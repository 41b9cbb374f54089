//! Demo command - issues a key against in-memory stores, signs a request
//! with it and runs the verifier, including a replay of the same request

use std::collections::BTreeMap;

use clap::Args;
use serde_json::{json, Value};
use tracing::info;

use crate::config::{AppConfig, AuthConfig, SecretBackend, SecretsConfig};
use crate::domain::{IssueKeyRequest, MerchantId, VerificationRequest};
use crate::AuthState;

/// Arguments for the demo command
#[derive(Args, Clone)]
pub struct DemoArgs {
    #[arg(long, default_value = "merchant-demo")]
    pub merchant_id: String,

    /// JSON body to sign
    #[arg(long, default_value = r#"{"amount":10,"currency":"EUR"}"#)]
    pub body: String,

    #[arg(long, default_value = "/v1/surcharges")]
    pub endpoint: String,

    #[arg(long, default_value_t = 10)]
    pub rotation_overlap_minutes: u32,
}

/// Run the demo command
pub async fn run(args: DemoArgs) -> anyhow::Result<()> {
    let config = AppConfig {
        logging: Default::default(),
        auth: AuthConfig::new(args.rotation_overlap_minutes),
        secrets: SecretsConfig {
            backend: SecretBackend::InMemory,
            ..SecretsConfig::default()
        },
    };

    let state = crate::create_auth_state_with_config(&config).await?;
    for step in walkthrough(&state, &args).await? {
        println!("{}", serde_json::to_string(&step)?);
    }

    Ok(())
}

async fn walkthrough(state: &AuthState, args: &DemoArgs) -> anyhow::Result<Vec<Value>> {
    let merchant = MerchantId::new(args.merchant_id.as_str())?;
    let body: Value = serde_json::from_str(&args.body)?;

    let issued = state
        .api_keys
        .issue(&merchant, IssueKeyRequest::new().with_description("demo"))
        .await?;
    info!(api_key_id = %issued.api_key.id(), "Issued demo key");

    let signer = state.request_signer(
        merchant.as_str(),
        issued.api_key.id().as_str(),
        issued.secret.clone(),
    );
    let request = VerificationRequest::new(signer.sign_json(&body), args.endpoint.as_str());

    let headers: BTreeMap<&str, String> = request.envelope.headers().into_iter().collect();

    let first = state.verifier.verify(&request).await;
    let replay = state.verifier.verify(&request).await;

    Ok(vec![
        json!({ "step": "issue", "api_key": issued.api_key }),
        json!({ "step": "sign", "headers": headers }),
        json!({ "step": "verify", "result": first }),
        json!({ "step": "replay", "result": replay }),
    ])
}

——————

__Your task__
Which lines of the records hold the string "VerificationRequest"? Copy each one.

__Your solution__
use crate::domain::{IssueKeyRequest, MerchantId, VerificationRequest};
    let request = VerificationRequest::new(signer.sign_json(&body), args.endpoint.as_str());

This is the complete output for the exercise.